Шрифт:
Закладка:
Катастрофа становилась неизбежной и неотвратимой.
Новороссийск тех дней, в значительной мере уже разгруженный от беженского элемента, представлял из себя военный лагерь и тыловой вертеп. Улицы его буквально запружены были молодыми и здоровыми воинами – дезертирами. Они бесчинствовали, устраивали митинги, напоминавшие первые месяцы революции – с таким же элементарным пониманием событий, с такой же демагогией и истерией. Только состав митингующих был иной: вместо товарищей солдат были офицеры. Прикрываясь высокими побуждениями, они приступили к организации «военных обществ», скрытой целью которых был захват в случае надобности судов… И в то же время официальный «Эвакуационный бюллетень» с удовлетворением констатировал: «Привлеченные к погрузке артиллерийских грузов офицеры, с правом потом по погрузке самим ехать на пароходах, проявляют полное напряжение и, вместо установленной погрузочной нормы 100 пудов, грузят в двойном и более размерах, сознавая важность своей работы».
Первое время, ввиду отсутствия в Новороссийске надежного гарнизона, было трудно.

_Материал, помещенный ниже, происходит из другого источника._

//! Error handling for cmake-relink
//!
//! This module provides the typed error enum used for every fatal condition the
//! tool can hit, plus the user-facing wrapper the CLI prints.
//!
//! # Architecture
//!
//! - [`RelinkError`] - Enumerated error types for all fatal failures
//! - [`ErrorContext`] - Wrapper that adds user-friendly details and suggestions
//!
//! Recoverable conditions (a re-defined target, an invalid link item that was
//! dropped, an unreadable source file) are never represented here. They are
//! reported through `tracing::warn!` and the run continues.
//!
//! # Examples
//!
//! ```rust,no_run
//! use cmake_relink::core::{RelinkError, user_friendly_error};
//!
//! let error = RelinkError::NoDependencies {
//!     target: "velox_common_base".to_string(),
//! };
//! let context = user_friendly_error(anyhow::Error::from(error));
//! context.display(); // Shows colored error with suggestions
//! ```

use colored::Colorize;
use std::fmt;
use thiserror::Error;

/// The main error type for cmake-relink operations
///
/// Every variant aborts the current run. Because all rewritten files are
/// materialized in memory before anything is written, none of these errors
/// leave a partially edited tree behind.
#[derive(Error, Debug, Clone, PartialEq, Eq)]
pub enum RelinkError {
    /// A list file could not be tokenized or parsed
    ///
    /// # Fields
    /// - `file`: The list file that failed to parse
    /// - `line`, `column`: 1-based position of the offending token
    /// - `message`: What the parser expected
    #[error("{file} line {line}:{column} {message}")]
    Syntax {
        /// Path of the list file
        file: String,
        /// 1-based line number
        line: usize,
        /// 1-based column number
        column: usize,
        /// Description of the syntax problem
        message: String,
    },

    /// A target-defining or linking command was invoked without arguments
    #[error("`{command}` called without arguments in {file}")]
    MissingTargetName {
        /// The command name as written
        command: String,
        /// File containing the command
        file: String,
    },

    /// A parenthesized argument appeared where only simple arguments are supported
    #[error("Compound arguments not valid for `{command}` in {file} line {line}")]
    CompoundArgument {
        /// The command name as written
        command: String,
        /// File containing the command
        file: String,
        /// Line of the command
        line: usize,
    },

    /// Reconciliation produced nothing to link for a non-interface target
    ///
    /// This happens when neither the scanned includes nor the declared link
    /// statement name a single dependency, so the statement cannot be re-emitted.
    #[error("No targets to link to found for `{target}`")]
    NoDependencies {
        /// Name of the target being reconciled
        target: String,
    },

    /// `ALIAS` definitions form a loop
    ///
    /// # Fields
    /// - `chain`: The alias chain showing the circular reference
    #[error("Circular alias chain detected: {chain}")]
    AliasCycle {
        /// String representation of the alias chain
        chain: String,
    },

    /// Two edits against the same file touch overlapping byte ranges
    #[error("Overlapping edits at byte {offset} in {file}")]
    OverlappingEdits {
        /// File being rewritten
        file: String,
        /// Byte offset where the second edit starts
        offset: usize,
    },

    /// Configuration file is missing or invalid
    #[error("Configuration error: {message}")]
    ConfigError {
        /// Description of the configuration error
        message: String,
    },

    /// Check mode found files whose link statements are out of date
    #[error("{count} file(s) have out-of-date link statements")]
    OutOfSync {
        /// Number of files that would change
        count: usize,
    },

    /// Requested target does not exist in the graph
    #[error("Target '{name}' not found")]
    TargetNotFound {
        /// Name that was looked up
        name: String,
        /// Close matches from the graph, best first
        suggestions: Vec<String>,
    },

    /// Catch-all for errors that do not warrant their own variant
    #[error("{message}")]
    Other {
        /// Error message
        message: String,
    },
}

/// Error wrapper carrying user-facing details and a suggestion
///
/// Details are printed in yellow and suggestions in green, below the red
/// error line.
#[derive(Debug)]
pub struct ErrorContext {
    /// The underlying error
    pub error: RelinkError,
    /// Optional suggestion for resolving the error
    pub suggestion: Option<String>,
    /// Optional additional details about the error
    pub details: Option<String>,
}

impl ErrorContext {
    /// Create a new error context with no details or suggestion.
    #[must_use]
    pub const fn new(error: RelinkError) -> Self {
        Self {
            error,
            suggestion: None,
            details: None,
        }
    }

    /// Add a suggestion for resolving the error
    pub fn with_suggestion(mut self, suggestion: impl Into<String>) -> Self {
        self.suggestion = Some(suggestion.into());
        self
    }

    /// Add additional details explaining the error
    pub fn with_details(mut self, details: impl Into<String>) -> Self {
        self.details = Some(details.into());
        self
    }

    /// Display the error context to stderr with terminal colors
    pub fn display(&self) {
        eprintln!("{}: {}", "error".red().bold(), self.error);

        if let Some(details) = &self.details {
            eprintln!("{}: {}", "details".yellow(), details);
        }

        if let Some(suggestion) = &self.suggestion {
            eprintln!("{}: {}", "suggestion".green(), suggestion);
        }
    }
}

impl fmt::Display for ErrorContext {
    fn fmt(&self, f: &mut fmt::Formatter<'_>) -> fmt::Result {
        write!(f, "{}", self.error)?;

        if let Some(details) = &self.details {
            write!(f, "\nDetails: {details}")?;
        }

        if let Some(suggestion) = &self.suggestion {
            write!(f, "\nSuggestion: {suggestion}")?;
        }

        Ok(())
    }
}

impl std::error::Error for ErrorContext {}

/// Convert any error to a user-friendly [`ErrorContext`] with actionable suggestions
///
/// Recognizes [`RelinkError`] anywhere in the `anyhow` chain as well as
/// [`std::io::Error`]; everything else is reported with its full context chain.
#[must_use]
pub fn user_friendly_error(error: anyhow::Error) -> ErrorContext {
    if let Some(relink_error) = error.downcast_ref::<RelinkError>() {
        return create_error_context(relink_error.clone());
    }

    for cause in error.chain() {
        if let Some(relink_error) = cause.downcast_ref::<RelinkError>() {
            return create_error_context(relink_error.clone())
                .with_details(format!("{error:#}"));
        }
    }

    if let Some(io_error) = error.downcast_ref::<std::io::Error>() {
        match io_error.kind() {
            std::io::ErrorKind::PermissionDenied => {
                return ErrorContext::new(RelinkError::Other {
                    message: format!("{error:#}"),
                })
                .with_suggestion("Check that the list files are writable by the current user");
            }
            std::io::ErrorKind::NotFound => {
                return ErrorContext::new(RelinkError::Other {
                    message: format!("{error:#}"),
                })
                .with_suggestion("Check that the project root and the configured paths exist");
            }
            _ => {}
        }
    }

    ErrorContext::new(RelinkError::Other {
        message: format!("{error:#}"),
    })
}

fn create_error_context(error: RelinkError) -> ErrorContext {
    match &error {
        RelinkError::Syntax { .. } => ErrorContext::new(error)
            .with_suggestion("Fix the syntax error, or exclude the directory with --exclude")
            .with_details("Only plain command invocations, comments and arguments are understood"),
        RelinkError::MissingTargetName { .. } => ErrorContext::new(error)
            .with_suggestion("Give the command a target name as its first argument"),
        RelinkError::CompoundArgument { .. } => ErrorContext::new(error)
            .with_suggestion("Move parenthesized expressions out of the target definition")
            .with_details("Target definitions may only contain plain, quoted or bracket arguments"),
        RelinkError::NoDependencies { target } => {
            let suggestion = format!(
                "Check that the sources of `{target}` are listed in its definition, or remove its target_link_libraries call"
            );
            ErrorContext::new(error)
                .with_suggestion(suggestion)
                .with_details("Neither the scanned includes nor the declared link statement named a dependency")
        }
        RelinkError::AliasCycle { .. } => ErrorContext::new(error)
            .with_suggestion("Point every ALIAS at a concrete library or executable target"),
        RelinkError::OutOfSync { .. } => ErrorContext::new(error)
            .with_suggestion("Run `cmake-relink sync` to rewrite the affected statements"),
        RelinkError::TargetNotFound { suggestions, .. } if !suggestions.is_empty() => {
            let hint = format!("Did you mean: {}?", suggestions.join(", "));
            ErrorContext::new(error).with_suggestion(hint)
        }
        RelinkError::ConfigError { .. } => ErrorContext::new(error).with_suggestion(format!(
            "Check {} or the file passed with --config",
            crate::constants::CONFIG_FILE_NAME
        )),
        _ => ErrorContext::new(error),
    }
}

Я вызвал в город добровольческие офицерские части и отдал приказ о закрытии всех, возникших на почве разлада, военных «обществ», об установлении полевых судов для руководителей их и дезертиров и о регистрации военнообязанных. «Те, кто избегнет учета, пусть помнят, что в случае эвакуации Новороссийска будут брошены на произвол судьбы…» Эти меры, в связи с ограниченным числом судов на Новороссийском рейде, разрядили несколько атмосферу.
А в городе царил тиф, косила смерть. 10-го я проводил в могилу начальника Марковской дивизии, храбрейшего офицера, полковника Блейша.
Второй «старый» марковец уходил за последние недели… Недавно в Батайске среди вереницы отступающих обозов я встретил затертую в их массе повозку, везущую гроб с телом умершего от сыпного тифа генерала Тимановского. Железный Степаныч, сподвижник и друг ген. Маркова, человек необыкновенного, холодного мужества, столько раз водивший полки к победе, презиравший смерть и сраженный ею так не вовремя…
Или вовремя?
Убогая повозка с дорогою кладью, покрытая рваным брезентом, – точно безмолвный и бесстрастный символ.
Оглушенная поражением и плохо разбиравшаяся в сложных причинах его офицерская среда волновалась и громко называла виновника. Он был уже назван давно – человек долга и безупречной моральной честности, на которого армейские и некоторые общественные круги – одни по неведению, другие по тактическим соображениям – свалили главную тяжесть общих прегрешений.
Начальник штаба главнокомандующего генерал И. П. Романовский.
В начале марта ко мне пришел протопресвитер о. Георгий Шавельский и убеждал меня освободить Ивана Павловича от должности, уверяя, что в силу создавшихся настроений в офицерстве возможно убийство его. Об этом эпизоде о. Георгий писал мне впоследствии:
«Чтобы Ив. Павл. не заподозрил меня в какой-нибудь интриге против него, я, прежде чем беседовать с Вами, побывал у него и скрепя сердце нарисовал ему полную картину поднявшейся против него злобы.
Иван Павлович слушал спокойно, как будто бесстрастно и только спросил меня: “Скажите, в чем меня обвиняют?”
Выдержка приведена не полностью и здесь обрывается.